Here's the skeleton script for the Scheduled Script Execution:
(function autoCloseInactiveApprovals() {
var INACTIVITY_DAYS = 45;
var cutoffDate = new GlideDateTime();
cutoffDate.addDaysLocalTime(-INACTIVITY_DAYS);
var cutoffStr = cutoffDate.getValue();
var closureComment = 'This request is proposed to be automatically closed due to inactivity ' +
'while awaiting approval. No updates or approval actions were recorded during this period. ' +
'If access or support is still required, the requestor may submit a new request.';
// Find RITMs in Awaiting Approval with no system update in 45 days
var ritm = new GlideRecord('sc_req_item');
ritm.addQuery('approval', 'requested'); // Awaiting Approval
ritm.addQuery('sys_updated_on', '<', cutoffStr);
ritm.query();
while (ritm.next()) {
// Verify no recent journal activity from requestor
if (_hasRecentActivity(ritm.getUniqueValue(), cutoffStr)) {
continue;
}
// Verify no recent approval action
if (_hasRecentApprovalAction(ritm.getUniqueValue(), cutoffStr)) {
continue;
}
// Close the RITM
ritm.state = 4; // Closed Incomplete (adjust per your state model)
ritm.approval = 'cancelled';
ritm.close_notes = closureComment;
ritm.work_notes = closureComment;
ritm.update();
// Cancel orphaned approval records
_cancelApprovals(ritm.getUniqueValue());
}
function _hasRecentActivity(ritmSysId, cutoff) {
var journal = new GlideRecord('sys_journal_field');
journal.addQuery('name', 'sc_req_item');
journal.addQuery('element', 'IN', 'comments,work_notes');
journal.addQuery('sys_id', ritmSysId); // document ID
journal.addQuery('sys_created_on', '>=', cutoff);
journal.setLimit(1);
journal.query();
return journal.hasNext();
}
function _hasRecentApprovalAction(ritmSysId, cutoff) {
var appr = new GlideRecord('sysapproval_approver');
appr.addQuery('sysapproval', ritmSysId);
appr.addQuery('state', '!=', 'requested'); // Someone took action
appr.addQuery('sys_updated_on', '>=', cutoff);
appr.setLimit(1);
appr.query();
return appr.hasNext();
}
function _cancelApprovals(ritmSysId) {
var appr = new GlideRecord('sysapproval_approver');
appr.addQuery('sysapproval', ritmSysId);
appr.addQuery('state', 'requested');
appr.query();
while (appr.next()) {
appr.state = 'cancelled';
appr.update();
}
}
})();
A few things to watch out for:
The sys_journal_field query for matching document ID — the field is actually element_id (not sys_id) that holds the parent record's sys_id. Adjust that query to journal.addQuery('element_id', ritmSysId) in your instance. I kept it readable above but that's a common gotcha.

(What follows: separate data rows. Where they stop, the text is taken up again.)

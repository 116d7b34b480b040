//! Minimal token projections used by the reaper.

use chrono::{DateTime, Utc};
use serde::{Deserialize, Serialize};

use super::token::TokenType;

/// Projection of a stored record carrying just enough to reap it
#[derive(Debug, Clone, PartialEq, Eq, Serialize, Deserialize)]
pub struct PartialToken {
    pub id: String,
    pub token_type: TokenType,
    pub expires_at: DateTime<Utc>,
    pub idle_expires_at: Option<DateTime<Utc>>,
    pub max_session_expires_at: Option<DateTime<Utc>>,
}

impl PartialToken {
    pub fn new(id: impl Into<String>, token_type: TokenType, expires_at: DateTime<Utc>) -> Self {
        Self {
            id: id.into(),
            token_type,
            expires_at,
            idle_expires_at: None,
            max_session_expires_at: None,
        }
    }

    pub fn with_idle_expiry(mut self, at: DateTime<Utc>) -> Self {
        self.idle_expires_at = Some(at);
        self
    }

    pub fn with_max_session_expiry(mut self, at: DateTime<Utc>) -> Self {
        self.max_session_expires_at = Some(at);
        self
    }

    pub fn is_session(&self) -> bool {
        self.token_type == TokenType::Session
    }
}

/// Why a record is being reaped
#[derive(Debug, Clone, Copy, PartialEq, Eq, Hash, Serialize, Deserialize)]
#[serde(rename_all = "snake_case")]
pub enum ExpiryReason {
    MaxSessionTime,
    IdleTimeout,
    Ttl,
}

impl ExpiryReason {
    /// Classify a record at `now`.
    ///
    /// Max-session expiry wins over idle timeout, which wins over plain TTL
    /// expiry. Non-session records are always `Ttl`.
    pub fn classify(token: &PartialToken, now: DateTime<Utc>) -> Self {
        if !token.is_session() {
            return Self::Ttl;
        }
        if token.max_session_expires_at.is_some_and(|at| at <= now) {
            Self::MaxSessionTime
        } else if token.idle_expires_at.is_some_and(|at| at <= now) {
            Self::IdleTimeout
        } else {
            Self::Ttl
        }
    }

    pub fn as_str(&self) -> &'static str {
        match self {
            Self::MaxSessionTime => "max_session_time",
            Self::IdleTimeout => "idle_timeout",
            Self::Ttl => "ttl",
        }
    }
}

/// Reaping lifecycle of one record
#[derive(Debug, Clone, Copy, PartialEq, Eq, Hash)]
pub enum ReapState {
    Active,
    PendingReap,
    /// Terminal: the record is gone from the store
    Reaped,
    /// Terminal: the record stays in the store for the next cycle
    ReapFailed,
}

impl ReapState {
    pub fn can_transition_to(&self, next: ReapState) -> bool {
        matches!(
            (self, next),
            (Self::Active, Self::PendingReap)
                | (Self::PendingReap, Self::Reaped)
                | (Self::PendingReap, Self::ReapFailed)
        )
    }

    pub fn is_terminal(&self) -> bool {
        matches!(self, Self::Reaped | Self::ReapFailed)
    }
}

/// One page of partial tokens, consumed exactly once by a batch handler
#[derive(Debug, Clone, PartialEq, Eq)]
pub struct Batch {
    /// 1-based page number within the run
    pub page: usize,
    tokens: Vec<PartialToken>,
}

impl Batch {
    pub fn new(page: usize, tokens: Vec<PartialToken>) -> Self {
        Self { page, tokens }
    }

    pub fn len(&self) -> usize {
        self.tokens.len()
    }

    pub fn is_empty(&self) -> bool {
        self.tokens.is_empty()
    }

    pub fn iter(&self) -> impl Iterator<Item = &PartialToken> {
        self.tokens.iter()
    }

    pub fn into_tokens(self) -> Vec<PartialToken> {
        self.tokens
    }
}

Also consider whether you want this to target sc_req_item only or also sc_request (parent request). Typically the approval hangs on the RITM, but if your flows attach approvals at the request level, adjust accordingly.
For the state model — "Closed – Inactive" isn't OOTB. If you want a distinct close reason visible in reporting, you could either add a custom state or use "Closed Incomplete" with a close code/category that distinguishes auto-closures from manual ones. That makes it easy to build a PA widget showing auto-closure volume over time.